There is no standard process for conducting audits, however below are some of the guidelines I use and lessons I have learnt over the past 20 years. Some of these you will skip depending on the size and type of audit.
Most need to be followed but this document is intended to be used as a useful guideline and for avoiding any major pitfalls.
2. Initial Contact
The initial contact will vary but beware of any vendor using the words “SAM assessment, SAM review, license verification, maturity review, software licence review, self-audit “. Sometimes the software vendor will contact you with a “We can help you or we can save you money” – any contact of this type is an AUDIT regardless of the pretty words!
Be careful of “friendly” reviews that assess how well a customer is managing its software. These again are often audits. If the publisher finds unlicensed software, this will turn into an audit. This may be a fishing expedition but how you handle it is critical – so treat all friendly overtures as an audit.

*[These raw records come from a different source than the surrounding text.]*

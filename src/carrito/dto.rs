use serde::{Deserialize, Serialize};

use crate::productos::Producto;

/// One cart line. Stored locally as the product's own fields plus
/// `cantidad`, the same flat shape the web shop kept in local storage.
#[derive(Debug, Clone, Serialize, Deserialize, PartialEq)]
pub struct ItemCarrito {
    #[serde(flatten)]
    pub producto: Producto,
    pub cantidad: u32,
}

impl ItemCarrito {
    pub fn subtotal(&self) -> i64 {
        self.producto.precio * i64::from(self.cantidad)
    }
}

/// Server-side cart as returned by `GET /carrito`.
#[derive(Debug, Clone, Deserialize)]
pub struct CarritoRemoto {
    #[serde(default)]
    pub id: Option<i64>,
    #[serde(default)]
    pub items: Vec<ItemCarritoRemoto>,
    #[serde(default)]
    pub total: Option<i64>,
}

#[derive(Debug, Clone, Deserialize)]
pub struct ItemCarritoRemoto {
    #[serde(default)]
    pub id: Option<i64>,
    pub producto: Producto,
    pub cantidad: u32,
}

/// Body for `POST /carrito/agregar`.
#[derive(Debug, Serialize)]
#[serde(rename_all = "camelCase")]
pub struct AgregarItem {
    pub producto_id: i64,
    pub cantidad: u32,
}

/// Notification sent once per successful cart mutation.
#[derive(Debug, Clone, Copy, PartialEq, Eq)]
pub struct CarritoActualizado {
    pub modo: Modo,
}

#[derive(Debug, Clone, Copy, PartialEq, Eq)]
pub enum Modo {
    Local,
    Remoto,
}

/// The one place the nested server shape becomes the flat client shape.
/// Lines with a non-positive quantity are dropped.
pub fn normalizar(carrito: CarritoRemoto) -> Vec<ItemCarrito> {
    carrito
        .items
        .into_iter()
        .filter(|i| i.cantidad > 0)
        .map(|i| ItemCarrito {
            producto: i.producto,
            cantidad: i.cantidad,
        })
        .collect()
}

/// Σ precio × cantidad.
pub fn total(items: &[ItemCarrito]) -> i64 {
    items.iter().map(ItemCarrito::subtotal).sum()
}

/// Σ cantidad, the number shown on the cart badge. Saturates instead of
/// overflowing on absurd server quantities.
pub fn contar(items: &[ItemCarrito]) -> u32 {
    items
        .iter()
        .fold(0u32, |acc, i| acc.saturating_add(i.cantidad))
}
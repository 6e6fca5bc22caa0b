use tracing::{info, instrument};

use crate::error::{Error, Result};
use crate::http::ApiClient;
use crate::session::Session;
use crate::{productos, usuarios};

/// Dashboard counters for the admin panel.
#[derive(Debug, Clone, Copy, PartialEq, Eq)]
pub struct ResumenAdmin {
    pub total_usuarios: i64,
    pub total_productos: i64,
    pub stock_bajo: i64,
}

/// Fetches the three counters concurrently. Staff only.
#[instrument(skip(api, session))]
pub async fn resumen(api: &ApiClient, session: &Session) -> Result<ResumenAdmin> {
    if !session.is_privileged() {
        return Err(Error::AccesoDenegado);
    }
    let (total_usuarios, total_productos, stock_bajo) = tokio::try_join!(
        usuarios::contar(api),
        productos::contar(api),
        productos::contar_stock_bajo(api),
    )?;
    info!(total_usuarios, total_productos, stock_bajo, "admin summary");
    Ok(ResumenAdmin {
        total_usuarios,
        total_productos,
        stock_bajo,
    })
}
use std::sync::Arc;

use crate::carrito::Cart;
use crate::config::{ApiConfig, AppConfig};
use crate::http::ApiClient;
use crate::session::Session;
use crate::storage::{MemoryStore, SqliteStore, Store};
use crate::ventas::Checkout;

#[derive(Clone)]
pub struct AppState {
    pub config: Arc<AppConfig>,
    pub api: ApiClient,
    pub store: Arc<dyn Store>,
    pub session: Session,
    pub cart: Cart,
    pub checkout: Checkout,
}

impl AppState {
    pub async fn init() -> anyhow::Result<Self> {
        let config = Arc::new(AppConfig::from_env()?);
        let store = Arc::new(SqliteStore::connect(&config.store_url).await?) as Arc<dyn Store>;
        Self::from_parts(config, store).await
    }

    pub async fn from_parts(config: Arc<AppConfig>, store: Arc<dyn Store>) -> anyhow::Result<Self> {
        let api = ApiClient::new(&config.api)?;
        let session = Session::load(store.clone(), api.clone()).await;
        let cart = Cart::new(store.clone(), api.clone(), session.clone());
        let checkout = Checkout::new(api.clone(), session.clone(), cart.clone());
        Ok(Self {
            config,
            api,
            store,
            session,
            cart,
            checkout,
        })
    }

    /// In-memory store and a backend address nothing listens on.
    pub async fn fake() -> Self {
        let config = Arc::new(AppConfig {
            store_url: "sqlite::memory:".into(),
            api: ApiConfig {
                base_url: "http://127.0.0.1:9/api".into(),
                asset_base_url: "http://127.0.0.1:9".into(),
                timeout_secs: 1,
            },
            codigo_vendedor: "MILA2025".into(),
        });
        let store = Arc::new(MemoryStore::new()) as Arc<dyn Store>;
        Self::from_parts(config, store)
            .await
            .expect("fake state")
    }
}
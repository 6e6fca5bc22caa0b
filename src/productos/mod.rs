pub mod dto;
mod images;
pub mod services;

pub use dto::{CategoriaRef, Producto, ProductoForm};
pub use images::{subir_imagen, UploadItem};
pub use services::{
    actualizar, buscar_por_nombre, contar, contar_stock_bajo, crear, eliminar, habilitar,
    inhabilitar, listar, listar_stock_bajo, obtener, por_categoria,
};
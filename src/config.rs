use serde::Deserialize;

#[derive(Debug, Clone, Deserialize)]
pub struct ApiConfig {
    pub base_url: String,
    pub asset_base_url: String,
    pub timeout_secs: u64,
}

#[derive(Debug, Clone, Deserialize)]
pub struct AppConfig {
    pub store_url: String,
    pub api: ApiConfig,
    /// Code that upgrades a self-registration to VENDEDOR.
    pub codigo_vendedor: String,
}

impl AppConfig {
    pub fn from_env() -> anyhow::Result<Self> {
        let api = ApiConfig {
            base_url: std::env::var("API_BASE_URL")
                .unwrap_or_else(|_| "http://localhost:8080/api".into()),
            asset_base_url: std::env::var("ASSET_BASE_URL")
                .unwrap_or_else(|_| "http://localhost:8080".into()),
            timeout_secs: std::env::var("HTTP_TIMEOUT_SECS")
                .ok()
                .and_then(|v| v.parse::<u64>().ok())
                .unwrap_or(10),
        };
        let store_url =
            std::env::var("STORE_URL").unwrap_or_else(|_| "sqlite://dulces_mila.db".into());
        let codigo_vendedor =
            std::env::var("CODIGO_VENDEDOR").unwrap_or_else(|_| "MILA2025".into());

        anyhow::ensure!(
            api.base_url.starts_with("http://") || api.base_url.starts_with("https://"),
            "API_BASE_URL must be an http(s) url, got {}",
            api.base_url
        );

        Ok(Self {
            store_url,
            api,
            codigo_vendedor,
        })
    }
}
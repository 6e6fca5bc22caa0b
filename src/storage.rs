use std::collections::HashMap;
use std::str::FromStr;

use async_trait::async_trait;
use sqlx::sqlite::{SqliteConnectOptions, SqlitePoolOptions};
use sqlx::SqlitePool;
use tokio::sync::Mutex;
use tracing::debug;

use crate::error::StoreError;

/// Key holding the anonymous cart (JSON array of flattened items).
pub const CART_KEY: &str = "dulcesMilaCart";
/// Key holding the logged-in user record.
pub const SESSION_KEY: &str = "user";

/// Process-wide key-value store for client state.
#[async_trait]
pub trait Store: Send + Sync {
    async fn get(&self, key: &str) -> Result<Option<String>, StoreError>;
    async fn set(&self, key: &str, value: &str) -> Result<(), StoreError>;
    async fn delete(&self, key: &str) -> Result<(), StoreError>;
}

/// In-process store; nothing survives a restart.
#[derive(Default)]
pub struct MemoryStore {
    entries: Mutex<HashMap<String, String>>,
}

impl MemoryStore {
    pub fn new() -> Self {
        Self::default()
    }
}

#[async_trait]
impl Store for MemoryStore {
    async fn get(&self, key: &str) -> Result<Option<String>, StoreError> {
        Ok(self.entries.lock().await.get(key).cloned())
    }

    async fn set(&self, key: &str, value: &str) -> Result<(), StoreError> {
        self.entries
            .lock()
            .await
            .insert(key.to_string(), value.to_string());
        Ok(())
    }

    async fn delete(&self, key: &str) -> Result<(), StoreError> {
        self.entries.lock().await.remove(key);
        Ok(())
    }
}

/// SQLite-backed store, the on-disk counterpart of browser local storage.
#[derive(Clone)]
pub struct SqliteStore {
    pool: SqlitePool,
}

impl SqliteStore {
    pub async fn connect(url: &str) -> Result<Self, StoreError> {
        let options = SqliteConnectOptions::from_str(url)?.create_if_missing(true);

        // a single connection keeps `sqlite::memory:` on one database
        let pool = SqlitePoolOptions::new()
            .max_connections(1)
            .connect_with(options)
            .await?;

        sqlx::migrate!("./migrations").run(&pool).await?;
        debug!(%url, "local store ready");
        Ok(Self { pool })
    }

    pub async fn close(&self) {
        self.pool.close().await;
    }
}

#[async_trait]
impl Store for SqliteStore {
    async fn get(&self, key: &str) -> Result<Option<String>, StoreError> {
        let row: Option<(String,)> =
            sqlx::query_as(r#"SELECT value FROM local_storage WHERE key = ?1"#)
                .bind(key)
                .fetch_optional(&self.pool)
                .await?;
        Ok(row.map(|(v,)| v))
    }

    async fn set(&self, key: &str, value: &str) -> Result<(), StoreError> {
        sqlx::query(
            r#"
            INSERT INTO local_storage (key, value, updated_at)
            VALUES (?1, ?2, datetime('now'))
            ON CONFLICT(key) DO UPDATE SET value = excluded.value, updated_at = excluded.updated_at
            "#,
        )
        .bind(key)
        .bind(value)
        .execute(&self.pool)
        .await?;
        Ok(())
    }

    async fn delete(&self, key: &str) -> Result<(), StoreError> {
        sqlx::query(r#"DELETE FROM local_storage WHERE key = ?1"#)
            .bind(key)
            .execute(&self.pool)
            .await?;
        Ok(())
    }
}
use tracing::{error, info, instrument};

use super::dto::{CompraRequest, Venta};
use crate::error::{ApiError, Result};
use crate::http::ApiClient;

const VENTAS: &str = "ventas";

/// Sends the purchase in a single request. The backend checks stock,
/// prices each line and computes the IVA split.
#[instrument(skip(api, compra), fields(lineas = compra.items.len()))]
pub async fn realizar_venta(api: &ApiClient, compra: &CompraRequest) -> Result<Venta, ApiError> {
    let venta: Venta = api.post(VENTAS, compra).await.map_err(|e| {
        error!(error = %e, "venta rejected");
        e
    })?;
    info!(venta_id = venta.id, total = venta.total, "venta registrada");
    Ok(venta)
}

/// Purchase history of the logged-in user, newest first.
#[instrument(skip(api))]
pub async fn mis_compras(api: &ApiClient) -> Result<Vec<Venta>> {
    let mut ventas: Vec<Venta> = api
        .get(&format!("{VENTAS}/mis-compras"))
        .await
        .map_err(|e| {
            error!(error = %e, "could not load purchase history");
            e
        })?;
    ventas.sort_by(|a, b| b.fecha.cmp(&a.fecha).then(b.id.cmp(&a.id)));
    Ok(ventas)
}
pub mod admin;
pub mod carrito;
pub mod categorias;
pub mod config;
pub mod error;
pub mod fecha;
pub mod http;
pub mod productos;
pub mod session;
pub mod state;
pub mod storage;
pub mod usuarios;
pub mod ventas;

pub use error::{ApiError, Error, Result};
pub use state::AppState;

These come in via so many different means, addressed to the CIO, CFO, CEO, the Asset & Licence Manger, a technical contact, the list is endless.
As soon as you’ve received an initial letter or email from the software auditor or vendor:
- Designate an internal single-point-of-contact (SPOC) for the auditor–and no one other than the SPOC should communicate with the auditor at any time during the audit. This ensures that there is no miscommunication.
- Check if they have the right to audit. Usually this is noted in any licence agreements.
- Understand the terms of the audit. Another important step as this will specifically give you details of our rights and obligations. It is important that we understand these terms to ensure our rights are protected and that the right level of information is tailored to any questions.
- Always inform your Legal team. Based on legal advice, either prepare your reply or carry on regardless.
- Put an NDA in place. Whilst there is normally a generic NDA, I would recommend an NDA is tailored to each individual audit. Also consider whether we can send data to a 3rd party, will there be any personal data, off shore etc. Again in my experience, this won’t get sorted overnight and legal will take their time. No information should be disclosed without this in place. (Which is useful as you can use that time to do prep work)
NB: You may undertake an initial kick off meeting but nothing specific can be confirmed until after NDA is in place.
- Perform an initial SWOT analysis of the publisher’s software within our IT estate. Does the audit letter indicate any boundaries (this could play to our advantage if an area is out of scope). Are they auditing one specific Company or that Company and its subsidiaries.
- Identify the relevant stake holders in IT (to include legal). Conduct an internal meeting to build our strategy. A disconnect between these teams leads to a long and tedious audit process that drains time and resources. Experienced IT resources should be provided to work with the IT Asset & Licence team during the data collection phase.
- Inform senior management of an impending audit, including a summary of SWOT
- Consider any major projects or technology\infrastructure improvements that are taking place.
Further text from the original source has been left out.